# [Instructions to follow]
Filter this material down to the lines that hold "AccessToken", copying each one.
BEGIN
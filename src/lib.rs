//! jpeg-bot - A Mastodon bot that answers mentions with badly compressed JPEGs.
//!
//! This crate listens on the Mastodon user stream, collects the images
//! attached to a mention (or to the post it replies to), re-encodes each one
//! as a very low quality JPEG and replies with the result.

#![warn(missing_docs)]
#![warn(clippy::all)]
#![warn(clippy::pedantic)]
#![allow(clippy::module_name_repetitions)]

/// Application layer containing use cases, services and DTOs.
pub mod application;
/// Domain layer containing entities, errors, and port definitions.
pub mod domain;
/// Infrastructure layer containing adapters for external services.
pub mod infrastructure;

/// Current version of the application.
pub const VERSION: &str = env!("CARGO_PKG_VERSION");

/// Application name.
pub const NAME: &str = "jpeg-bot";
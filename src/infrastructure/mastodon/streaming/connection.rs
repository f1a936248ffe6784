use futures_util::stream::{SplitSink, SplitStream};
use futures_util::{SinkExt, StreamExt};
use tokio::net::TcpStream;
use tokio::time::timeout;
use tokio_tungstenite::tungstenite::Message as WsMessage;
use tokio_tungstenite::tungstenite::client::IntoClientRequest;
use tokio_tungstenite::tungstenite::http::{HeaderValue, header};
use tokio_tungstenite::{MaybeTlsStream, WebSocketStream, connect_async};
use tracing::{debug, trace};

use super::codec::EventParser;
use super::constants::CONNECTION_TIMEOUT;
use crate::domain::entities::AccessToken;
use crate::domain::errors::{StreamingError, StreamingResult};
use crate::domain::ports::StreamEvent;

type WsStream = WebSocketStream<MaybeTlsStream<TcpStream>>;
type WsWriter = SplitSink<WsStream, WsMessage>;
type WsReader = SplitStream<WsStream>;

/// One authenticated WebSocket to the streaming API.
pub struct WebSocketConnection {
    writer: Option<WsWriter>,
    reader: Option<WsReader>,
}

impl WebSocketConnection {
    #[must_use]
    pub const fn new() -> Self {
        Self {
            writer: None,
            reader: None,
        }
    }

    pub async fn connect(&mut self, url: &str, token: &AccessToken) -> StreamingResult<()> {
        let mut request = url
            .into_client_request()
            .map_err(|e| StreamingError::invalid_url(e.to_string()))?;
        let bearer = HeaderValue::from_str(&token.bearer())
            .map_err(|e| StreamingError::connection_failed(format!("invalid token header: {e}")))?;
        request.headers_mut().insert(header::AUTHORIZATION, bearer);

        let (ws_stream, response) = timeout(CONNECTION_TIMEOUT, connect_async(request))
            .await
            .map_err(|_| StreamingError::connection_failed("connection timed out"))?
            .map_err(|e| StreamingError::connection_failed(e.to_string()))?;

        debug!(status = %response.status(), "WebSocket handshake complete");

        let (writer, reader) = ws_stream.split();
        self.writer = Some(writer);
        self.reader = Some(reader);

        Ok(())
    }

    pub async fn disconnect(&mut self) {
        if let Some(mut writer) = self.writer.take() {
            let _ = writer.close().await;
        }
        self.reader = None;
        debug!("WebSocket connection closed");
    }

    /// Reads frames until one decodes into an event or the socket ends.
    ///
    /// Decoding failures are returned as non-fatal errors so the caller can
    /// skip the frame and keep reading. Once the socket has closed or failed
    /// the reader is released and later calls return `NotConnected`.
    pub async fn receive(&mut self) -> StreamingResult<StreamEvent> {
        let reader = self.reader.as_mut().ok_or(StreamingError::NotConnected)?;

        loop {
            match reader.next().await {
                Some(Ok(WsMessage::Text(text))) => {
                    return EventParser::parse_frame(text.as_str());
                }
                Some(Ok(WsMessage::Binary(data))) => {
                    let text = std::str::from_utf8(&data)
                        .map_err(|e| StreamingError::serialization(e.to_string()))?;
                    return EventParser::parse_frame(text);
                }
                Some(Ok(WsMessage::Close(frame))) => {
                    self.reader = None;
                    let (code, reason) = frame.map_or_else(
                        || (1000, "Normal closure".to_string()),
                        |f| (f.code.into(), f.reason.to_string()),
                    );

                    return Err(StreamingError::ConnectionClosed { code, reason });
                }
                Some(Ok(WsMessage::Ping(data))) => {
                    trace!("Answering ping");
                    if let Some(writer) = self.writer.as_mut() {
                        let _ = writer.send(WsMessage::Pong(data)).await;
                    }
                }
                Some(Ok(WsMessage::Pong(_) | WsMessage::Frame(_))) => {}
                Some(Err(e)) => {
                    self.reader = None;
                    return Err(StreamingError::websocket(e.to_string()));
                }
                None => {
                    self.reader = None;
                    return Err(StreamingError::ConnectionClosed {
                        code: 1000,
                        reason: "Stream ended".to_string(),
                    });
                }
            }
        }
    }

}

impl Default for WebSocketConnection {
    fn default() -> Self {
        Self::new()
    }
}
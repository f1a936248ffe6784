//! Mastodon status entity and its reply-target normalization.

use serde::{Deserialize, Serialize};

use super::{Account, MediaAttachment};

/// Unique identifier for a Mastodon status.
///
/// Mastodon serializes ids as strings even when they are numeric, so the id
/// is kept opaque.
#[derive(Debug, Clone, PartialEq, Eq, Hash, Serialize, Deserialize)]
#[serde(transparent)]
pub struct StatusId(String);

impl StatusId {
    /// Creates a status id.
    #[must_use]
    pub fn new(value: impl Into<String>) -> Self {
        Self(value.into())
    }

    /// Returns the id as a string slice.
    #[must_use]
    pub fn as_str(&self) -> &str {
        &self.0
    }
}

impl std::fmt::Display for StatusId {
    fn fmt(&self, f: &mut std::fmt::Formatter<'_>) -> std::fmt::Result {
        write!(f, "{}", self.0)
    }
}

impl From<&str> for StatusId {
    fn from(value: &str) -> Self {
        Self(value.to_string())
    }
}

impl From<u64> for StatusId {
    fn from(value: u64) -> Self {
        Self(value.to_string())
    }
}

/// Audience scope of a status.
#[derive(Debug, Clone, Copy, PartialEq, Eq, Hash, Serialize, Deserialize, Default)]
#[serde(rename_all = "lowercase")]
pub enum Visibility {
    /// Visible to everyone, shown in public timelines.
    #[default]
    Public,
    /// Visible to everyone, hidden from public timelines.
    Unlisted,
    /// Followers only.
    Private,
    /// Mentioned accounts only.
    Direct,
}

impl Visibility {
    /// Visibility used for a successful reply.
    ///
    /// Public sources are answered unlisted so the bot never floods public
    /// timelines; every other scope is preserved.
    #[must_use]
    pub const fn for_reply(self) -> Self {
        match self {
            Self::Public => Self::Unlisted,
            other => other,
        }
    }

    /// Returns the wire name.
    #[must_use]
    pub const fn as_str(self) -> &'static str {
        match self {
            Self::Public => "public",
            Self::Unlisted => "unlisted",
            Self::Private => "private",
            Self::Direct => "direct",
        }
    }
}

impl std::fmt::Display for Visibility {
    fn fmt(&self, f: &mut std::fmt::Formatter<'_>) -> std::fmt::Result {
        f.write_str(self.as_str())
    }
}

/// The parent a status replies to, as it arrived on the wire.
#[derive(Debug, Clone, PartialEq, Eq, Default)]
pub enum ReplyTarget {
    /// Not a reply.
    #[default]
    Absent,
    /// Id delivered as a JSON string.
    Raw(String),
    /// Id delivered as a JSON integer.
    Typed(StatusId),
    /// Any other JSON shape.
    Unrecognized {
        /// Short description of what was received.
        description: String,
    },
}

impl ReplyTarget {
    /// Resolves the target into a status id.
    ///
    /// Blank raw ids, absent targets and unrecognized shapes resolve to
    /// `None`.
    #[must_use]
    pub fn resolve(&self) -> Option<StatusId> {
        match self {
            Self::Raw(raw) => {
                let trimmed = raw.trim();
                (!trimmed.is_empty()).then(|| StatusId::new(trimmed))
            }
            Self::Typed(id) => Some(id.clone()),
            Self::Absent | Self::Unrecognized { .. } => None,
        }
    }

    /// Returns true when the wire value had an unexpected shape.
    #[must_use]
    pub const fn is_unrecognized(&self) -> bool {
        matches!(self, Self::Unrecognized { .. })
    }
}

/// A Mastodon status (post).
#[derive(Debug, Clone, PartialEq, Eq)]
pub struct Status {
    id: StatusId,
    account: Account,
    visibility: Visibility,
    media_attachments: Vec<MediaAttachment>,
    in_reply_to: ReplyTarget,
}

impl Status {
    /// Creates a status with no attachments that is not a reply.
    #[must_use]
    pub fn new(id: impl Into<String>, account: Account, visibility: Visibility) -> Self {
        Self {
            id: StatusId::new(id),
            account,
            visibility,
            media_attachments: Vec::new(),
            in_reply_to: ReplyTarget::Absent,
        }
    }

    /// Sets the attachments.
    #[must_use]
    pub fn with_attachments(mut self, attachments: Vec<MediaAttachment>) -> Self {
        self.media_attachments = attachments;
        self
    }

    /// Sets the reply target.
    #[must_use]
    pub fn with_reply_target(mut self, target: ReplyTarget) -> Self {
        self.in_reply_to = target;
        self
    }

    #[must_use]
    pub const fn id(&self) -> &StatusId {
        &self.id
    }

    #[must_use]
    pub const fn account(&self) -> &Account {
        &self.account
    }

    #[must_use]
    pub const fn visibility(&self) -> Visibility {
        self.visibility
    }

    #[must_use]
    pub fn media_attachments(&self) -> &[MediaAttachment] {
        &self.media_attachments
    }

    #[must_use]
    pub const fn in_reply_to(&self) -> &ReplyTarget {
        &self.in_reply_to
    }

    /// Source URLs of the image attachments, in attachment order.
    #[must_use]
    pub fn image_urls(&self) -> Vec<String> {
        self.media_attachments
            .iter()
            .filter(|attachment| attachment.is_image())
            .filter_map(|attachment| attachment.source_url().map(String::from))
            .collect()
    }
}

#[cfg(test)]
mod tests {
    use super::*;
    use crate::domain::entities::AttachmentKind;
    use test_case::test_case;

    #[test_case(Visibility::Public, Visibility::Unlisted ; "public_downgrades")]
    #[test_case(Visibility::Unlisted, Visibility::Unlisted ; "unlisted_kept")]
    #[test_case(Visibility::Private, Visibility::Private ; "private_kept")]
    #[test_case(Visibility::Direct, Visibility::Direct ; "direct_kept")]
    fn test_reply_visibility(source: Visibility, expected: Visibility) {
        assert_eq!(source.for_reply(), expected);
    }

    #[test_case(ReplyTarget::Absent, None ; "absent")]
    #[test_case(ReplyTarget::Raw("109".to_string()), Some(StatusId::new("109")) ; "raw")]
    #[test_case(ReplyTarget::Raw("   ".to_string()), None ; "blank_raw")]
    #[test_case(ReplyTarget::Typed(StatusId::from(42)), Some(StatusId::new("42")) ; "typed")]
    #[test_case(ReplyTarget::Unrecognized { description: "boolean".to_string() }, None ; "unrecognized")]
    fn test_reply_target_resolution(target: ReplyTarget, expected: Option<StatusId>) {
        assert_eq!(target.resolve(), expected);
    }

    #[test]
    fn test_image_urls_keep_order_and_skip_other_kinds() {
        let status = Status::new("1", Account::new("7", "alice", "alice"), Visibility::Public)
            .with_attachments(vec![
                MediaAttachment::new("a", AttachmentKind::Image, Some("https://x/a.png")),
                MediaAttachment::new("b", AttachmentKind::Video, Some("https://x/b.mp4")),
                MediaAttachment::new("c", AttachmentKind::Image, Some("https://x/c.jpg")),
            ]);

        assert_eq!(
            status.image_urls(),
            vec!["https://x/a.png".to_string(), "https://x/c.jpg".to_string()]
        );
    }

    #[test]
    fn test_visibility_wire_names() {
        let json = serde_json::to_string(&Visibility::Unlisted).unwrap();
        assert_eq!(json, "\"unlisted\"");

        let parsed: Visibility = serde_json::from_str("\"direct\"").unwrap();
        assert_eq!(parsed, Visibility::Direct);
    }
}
END
# [Answer box]
use crate::domain::entities::AccessToken;
    pub async fn connect(&mut self, url: &str, token: &AccessToken) -> StreamingResult<()> {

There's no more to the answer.